For any installation problems or errors encountered with this software, please open an issue in this GitHub page with a reproducible example, the error message that you see, and description of your setup (e.g. Python version, NumPy version, operating system).

References

  • [1] Cortes, David. "Cold-start recommendations in Collective Matrix Factorization." arXiv preprint arXiv:1809.00366 (2018).
  • [2] Singh, Ajit P., and Geoffrey J. Gordon. "Relational learning via collective matrix factorization." Proceedings of the 14th ACM SIGKDD international conference on Knowledge discovery and data mining. ACM, 2008.
  • [3] Hu, Yifan, Yehuda Koren, and Chris Volinsky. "Collaborative filtering for implicit feedback datasets." 2008 Eighth IEEE International Conference on Data Mining. Ieee, 2008.
  • [4] Takács, Gábor, István Pilászy, and Domonkos Tikk. "Applications of the conjugate gradient method for implicit feedback collaborative filtering." Proceedings of the fifth ACM conference on Recommender systems. 2011.

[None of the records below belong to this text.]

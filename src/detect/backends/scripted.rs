use anyhow::Result;

use crate::detect::backend::DetectorBackend;
use crate::detect::result::{Detection, DetectionResult, DetectionThresholds};
use crate::frame::Frame;

/// Replays a fixed script of per-frame label batches, cycling when it runs out.
///
/// Used for dry runs of the station without a model and for tests. Every
/// scripted detection is reported at full confidence with its own box, so
/// repeated labels within one batch survive suppression.
pub struct ScriptedBackend {
    script: Vec<Vec<String>>,
    cursor: usize,
}

impl ScriptedBackend {
    pub fn new(script: Vec<Vec<String>>) -> Self {
        Self { script, cursor: 0 }
    }

    /// A backend that never detects anything.
    pub fn idle() -> Self {
        Self::new(Vec::new())
    }
}

impl DetectorBackend for ScriptedBackend {
    fn name(&self) -> &'static str {
        "scripted"
    }

    fn detect(
        &mut self,
        frame: &Frame,
        _thresholds: &DetectionThresholds,
    ) -> Result<DetectionResult> {
        if self.script.is_empty() {
            self.cursor += 1;
            return Ok(DetectionResult::default());
        }
        let batch = &self.script[self.cursor % self.script.len()];
        self.cursor += 1;

        let slot_width = frame.width.max(1) as f32 / batch.len().max(1) as f32;
        let detections = batch
            .iter()
            .enumerate()
            .map(|(slot, label)| Detection {
                class_name: label.clone(),
                confidence: 1.0,
                x: slot_width * (slot as f32 + 0.5),
                y: frame.height as f32 / 2.0,
                width: slot_width * 0.5,
                height: frame.height.max(1) as f32 / 2.0,
            })
            .collect();
        Ok(DetectionResult::new(detections))
    }
}

#[cfg(test)]
mod tests {
    use super::*;

    fn labels(batch: &[&str]) -> Vec<String> {
        batch.iter().map(|label| label.to_string()).collect()
    }

    #[test]
    fn cycles_through_script() {
        let mut backend =
            ScriptedBackend::new(vec![labels(&["Blue Hoodie"]), labels(&["Gray Sweatpants"])]);
        let frame = Frame::new(vec![0u8; 640 * 360 * 3], 640, 360, 1);
        let thresholds = DetectionThresholds::default();

        let seen: Vec<Vec<String>> = (0..3)
            .map(|_| backend.detect(&frame, &thresholds).unwrap().labels())
            .collect();
        assert_eq!(
            seen,
            vec![
                labels(&["Blue Hoodie"]),
                labels(&["Gray Sweatpants"]),
                labels(&["Blue Hoodie"]),
            ]
        );
    }

    #[test]
    fn repeated_labels_do_not_overlap() {
        let mut backend = ScriptedBackend::new(vec![labels(&["Blue Hoodie", "Blue Hoodie"])]);
        let frame = Frame::new(vec![0u8; 640 * 360 * 3], 640, 360, 1);
        let thresholds = DetectionThresholds::default();
        let result = backend.detect(&frame, &thresholds).unwrap();
        assert_eq!(result.detections[0].iou(&result.detections[1]), 0.0);
        assert_eq!(result.filtered(&thresholds).detections.len(), 2);
    }

    #[test]
    fn idle_backend_detects_nothing() {
        let mut backend = ScriptedBackend::idle();
        let frame = Frame::new(vec![0u8; 12], 2, 2, 1);
        assert!(backend
            .detect(&frame, &DetectionThresholds::default())
            .unwrap()
            .is_empty());
    }
}
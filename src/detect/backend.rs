use anyhow::Result;

use crate::detect::result::{DetectionResult, DetectionThresholds};
use crate::frame::Frame;

/// Detector backend trait.
///
/// A backend wraps one pretrained garment-detection model. Backends may apply
/// the thresholds themselves (hosted APIs take them as request parameters) but
/// are not required to: `Detector` re-applies both before results are used.
///
/// Backends must treat the frame as read-only and must not retain it past the call.
pub trait DetectorBackend: Send {
    /// Backend identifier.
    fn name(&self) -> &'static str;

    /// Run detection on a frame.
    fn detect(&mut self, frame: &Frame, thresholds: &DetectionThresholds)
        -> Result<DetectionResult>;

    /// Optional warm-up hook, run once when the station starts.
    fn warm_up(&mut self) -> Result<()> {
        Ok(())
    }
}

  • [5] Rendle, Steffen, Li Zhang, and Yehuda Koren. "On the difficulty of evaluating baselines: A study on recommender systems." arXiv preprint arXiv:1905.01395 (2019).
  • [6] Franc, Vojtěch, Václav Hlaváč, and Mirko Navara. "Sequential coordinate-wise algorithm for the non-negative least squares problem." International Conference on Computer Analysis of Images and Patterns. Springer, Berlin, Heidelberg, 2005.
  • [7] Zhou, Yunhong, et al. "Large-scale parallel collaborative filtering for the netflix prize." International conference on algorithmic applications in management. Springer, Berlin, Heidelberg, 2008.